One special adventure comes to mind of the summer when I was about eight years old. My mother and father put me on the train in Springfield to travel to West Plains where Mrs. Shaw would pick me up and take me to the ranch for an extra- long visit by myself. I was worried that I might miss my destination, but once there, the time passed too quickly. That summer Mr. Shaw gave me a Hereford calf to care for which made me feel like a real part of life on the ranch.
But, of course, it was Peg and Dick Shaw who were the focal point of our visits to the ranch. Kind, practical, funny and loving, they were like second parents to my brother and me. And their children, Dusty, Billy, and Judy, are still best friends today.
It is only now as an adult that I realize how incredibly lucky we were to know the Shaw family. Mr. Shaw died on January 12, 1990, and as I stood by his graveside I thanked God for the times we spent at the Eleven Point Ranch in rugged Oregon County, Missouri.
Julie Hammon March
(With help from my brother, Dr. John W. Hammon, Jr.)

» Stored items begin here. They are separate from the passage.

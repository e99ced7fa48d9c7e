//! Library crate for portprobe: a bounded-concurrency TCP port scanner.
pub mod cursor;
pub mod error;
pub mod limits;
pub mod ports;
pub mod report;
pub mod scanner;
pub mod types;
use std::io::{self, Write};
use std::path::PathBuf;
use std::time::Duration;

use portprobe::error::ScanError;
use portprobe::types::ScanRequest;
use portprobe::{limits, ports, report, scanner};

use anyhow::{Context, Result};
use clap::Parser;
use log::LevelFilter;
use tokio_util::sync::CancellationToken;

/// Scan a host for listening TCP ports.
#[derive(Debug, Clone, Parser)]
#[command(
    name = "portprobe",
    version,
    about = "Scan for listening TCP ports on a host.",
    after_help = "The <RANGE> is in form of 'start-end'. Default is 1-65535 if not specified."
)]
struct Cli {
    /// Host name or IP address to scan.
    host: String,

    /// Port range `start-end`; either half may be omitted.
    range: Option<String>,

    /// Number of concurrent scanners.
    #[arg(short, long, default_value_t = 100)]
    concurrency: usize,

    /// Connection timeout in seconds (the idle read after connecting is fixed at 5s).
    #[arg(short, long, default_value_t = 5.0)]
    timeout: f64,

    /// Also write the report as pretty JSON to this path.
    #[arg(short, long)]
    output: Option<PathBuf>,

    /// Increase log verbosity (-v info, -vv debug, -vvv trace). RUST_LOG overrides.
    #[arg(short, long, action = clap::ArgAction::Count)]
    verbose: u8,
}

#[tokio::main]
async fn main() -> Result<()> {
    let cli = Cli::parse();
    init_logging(cli.verbose);

    let request = build_request(&cli)?;
    check_fd_limit(request.worker_count());

    let cancel = CancellationToken::new();
    let cancel_ctrlc = cancel.clone();
    tokio::spawn(async move {
        if tokio::signal::ctrl_c().await.is_ok() {
            log::warn!("interrupt received, finishing in-flight probes");
            cancel_ctrlc.cancel();
        }
    });

    let results = scanner::scan_with_cancel(&request, cancel)
        .await
        .context("scan failed")?;

    let stdout = io::stdout();
    let mut out = stdout.lock();
    report::write_text(&mut out, &results)?;
    out.flush()?;

    if let Some(path) = cli.output.as_deref() {
        report::write_json(path, &results)?;
        log::info!("wrote JSON report to {}", path.display());
    }

    Ok(())
}

fn build_request(cli: &Cli) -> Result<ScanRequest> {
    let (start, end) = ports::parse_port_range(cli.range.as_deref())?;
    let timeout = Duration::try_from_secs_f64(cli.timeout)
        .map_err(|e| ScanError::InvalidTimeout(format!("{}: {e}", cli.timeout)))?;
    let request = ScanRequest::new(cli.host.clone(), start, end, cli.concurrency, timeout)?;
    Ok(request)
}

fn check_fd_limit(workers: usize) {
    match limits::raise_fd_limit(workers) {
        Ok(limit) if limits::fits(limit, workers) => {
            log::debug!("open file limit {limit} is enough for {workers} workers");
        }
        Ok(limit) => log::warn!(
            "open file limit {limit} is low for {workers} workers; \
             the scan aborts if descriptors run out (lower --concurrency)"
        ),
        Err(e) => log::warn!("could not adjust the open file limit: {e}"),
    }
}

fn init_logging(verbose: u8) {
    let level = match verbose {
        0 => LevelFilter::Warn,
        1 => LevelFilter::Info,
        2 => LevelFilter::Debug,
        _ => LevelFilter::Trace,
    };
    env_logger::Builder::new()
        .filter_level(level)
        .parse_default_env()
        .target(env_logger::Target::Stderr)
        .init();
}

#[cfg(test)]
mod tests {
    use super::*;

    fn parse(args: &[&str]) -> Cli {
        Cli::try_parse_from(std::iter::once("portprobe").chain(args.iter().copied())).unwrap()
    }

    #[test]
    fn defaults_match_usage() {
        let cli = parse(&["127.0.0.1"]);
        let req = build_request(&cli).unwrap();
        assert_eq!((req.start_port(), req.end_port()), (1, 65535));
        assert_eq!(req.concurrency(), 100);
        assert_eq!(req.connect_timeout(), Duration::from_secs(5));
    }

    #[test]
    fn short_flags_and_range() {
        let cli = parse(&["example.com", "8000-8002", "-c", "3", "-t", "0.5"]);
        let req = build_request(&cli).unwrap();
        assert_eq!(req.host(), "example.com");
        assert_eq!((req.start_port(), req.end_port()), (8000, 8002));
        assert_eq!(req.concurrency(), 3);
        assert_eq!(req.connect_timeout(), Duration::from_millis(500));
    }

    #[test]
    fn invalid_options_rejected() {
        assert!(build_request(&parse(&["h", "10-1"])).is_err());
        assert!(build_request(&parse(&["h", "--concurrency", "0"])).is_err());
        assert!(build_request(&parse(&["h", "--timeout", "0"])).is_err());
        assert!(build_request(&parse(&["h", "--timeout=-1"])).is_err());
        assert!(Cli::try_parse_from(["portprobe"]).is_err());
    }
}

My husband brought home a copy of OzarksWatch from a Rotary luncheon. His comment was that I would enjoy reading it. He was so right! In fact, I rose from bed at 7:30 on a SATURDAY and rushed to our computer and wrote the article I am enclosing. Even if you cannot publish it, thanks for the inspiration which caused me to reminisce about my childhood.
Your publication serves a real need, and I want to compliment you on the contents--especially the recent issue on the German influence in the northern Ozarks area. Great work!
I'm familiar, in a way, with the work that publishing a monthly magazine really is--and I know you do a lot of other things too. You're doing a great job, and the copies of OzarksWatch will be valuable for many years to come. I'm engaged in teaching my seven-year-old grandson about area history, and recently I chose to read to him from your publication in addition to some of Springfield historian Jonathan Fairbanks' works--and he was most interested! That's a real test because he is so often bored. But not last Saturday!
Two years ago, on our visit to relatives in the Rhineland area, just West of Dusseldorf, we were guests in the home of Mr. Wilhelm Toups. Two years prior to that he had researched and published as a feature article in the "Almanach fur den Kreis Neuss," several hundred family immigration records. He was unaware at the time that many of them were the people who settled in Loose Creek and Osage County.
When I used the old German dialect, handed down by our parents, their attitude was one of disbelief. Six weeks after our return, Mr. Robert Rameil, chairman of the Meerbusch Historical program, came to Loose Creek and neighboring towns to do a feature on the existing German culture in this area.